Scan the listing below and copy each line holding the word "Rebuilt".

[Start of Attachment]

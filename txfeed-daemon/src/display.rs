//! Prints feed updates as JSON lines and pages through the whole feed.

use serde::Serialize;
use std::io::Write;
use std::time::Duration;
use txfeed_core::events::{FeedHandle, FeedUpdate, FeedUpdateReceiver, Projection, ProjectionChange};
use txfeed_sdk::objects::{FilterOption, ViewItem};

/// How long to keep printing late patches (rates resolving after the last
/// page) once the feed is fully loaded.
const SETTLE_PERIOD: Duration = Duration::from_millis(500);

/// Delay before retrying a failed page load.
const RETRY_DELAY: Duration = Duration::from_secs(1);

#[derive(Debug, Serialize)]
#[serde(tag = "type", rename_all = "snake_case")]
enum DisplayLine<'a> {
    Projection {
        change: ChangeLine<'a>,
        total: usize,
        loading: bool,
        all_shown: bool,
        /// Only the rows the change touched.
        rows: Vec<&'a ViewItem>,
    },
    FilterOptions {
        options: &'a [FilterOption],
    },
    OpenDetail {
        item: &'a ViewItem,
    },
    FetchFailed {
        reason: &'a str,
    },
}

#[derive(Debug, Serialize)]
#[serde(tag = "kind", rename_all = "snake_case")]
enum ChangeLine<'a> {
    Reset,
    Loading,
    Appended { from: usize, count: usize },
    Patched { indexes: &'a [usize] },
    Rebuilt,
}

fn projection_line(projection: &Projection) -> DisplayLine<'_> {
    let items = &projection.items;
    let (change, rows) = match &projection.change {
        ProjectionChange::Reset => (ChangeLine::Reset, items.iter().collect()),
        ProjectionChange::Loading => (ChangeLine::Loading, Vec::new()),
        ProjectionChange::Appended { from, count } => (
            ChangeLine::Appended {
                from: *from,
                count: *count,
            },
            items.iter().skip(*from).take(*count).collect(),
        ),
        ProjectionChange::Patched { indexes } => (
            ChangeLine::Patched {
                indexes: indexes.as_slice(),
            },
            indexes.iter().filter_map(|index| items.get(*index)).collect(),
        ),
        ProjectionChange::Rebuilt => (ChangeLine::Rebuilt, items.iter().collect()),
    };
    DisplayLine::Projection {
        change,
        total: items.len(),
        loading: projection.loading,
        all_shown: projection.all_shown,
        rows,
    }
}

fn display_line(update: &FeedUpdate) -> DisplayLine<'_> {
    match update {
        FeedUpdate::Projection(projection) => projection_line(projection),
        FeedUpdate::FilterOptions(options) => DisplayLine::FilterOptions {
            options: options.as_slice(),
        },
        FeedUpdate::OpenDetail(item) => DisplayLine::OpenDetail { item },
        FeedUpdate::FetchFailed { reason } => DisplayLine::FetchFailed {
            reason: reason.as_str(),
        },
    }
}

/// Print updates to `out` until the feed is fully loaded and has settled.
///
/// Requests the next page whenever the loader is idle. With `follow` set
/// the display keeps running until the orchestrator stops.
pub async fn run_display(
    mut updates: FeedUpdateReceiver,
    handle: FeedHandle,
    follow: bool,
    mut out: impl Write,
) -> anyhow::Result<()> {
    let mut settled_after_all_shown = false;

    loop {
        let update = if settled_after_all_shown && !follow {
            match tokio::time::timeout(SETTLE_PERIOD, updates.recv()).await {
                Ok(update) => update,
                Err(_) => {
                    tracing::info!("Feed fully loaded");
                    return Ok(());
                }
            }
        } else {
            updates.recv().await
        };
        let Some(update) = update else {
            tracing::info!("Feed orchestrator stopped");
            return Ok(());
        };

        serde_json::to_writer(&mut out, &display_line(&update))?;
        writeln!(out)?;
        out.flush()?;

        match &update {
            FeedUpdate::Projection(projection) if projection.all_shown => {
                settled_after_all_shown = true;
            }
            FeedUpdate::Projection(projection) if !projection.loading => {
                handle.load_next().await?;
            }
            FeedUpdate::FetchFailed { reason } => {
                tracing::warn!(%reason, "Page load failed, retrying");
                tokio::time::sleep(RETRY_DELAY).await;
                handle.load_next().await?;
            }
            _ => {}
        }
    }
}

[End of Attachment]

--- OUTPUT OF THE EXERCISE ---
    Rebuilt,
        ProjectionChange::Rebuilt => (ChangeLine::Rebuilt, items.iter().collect()),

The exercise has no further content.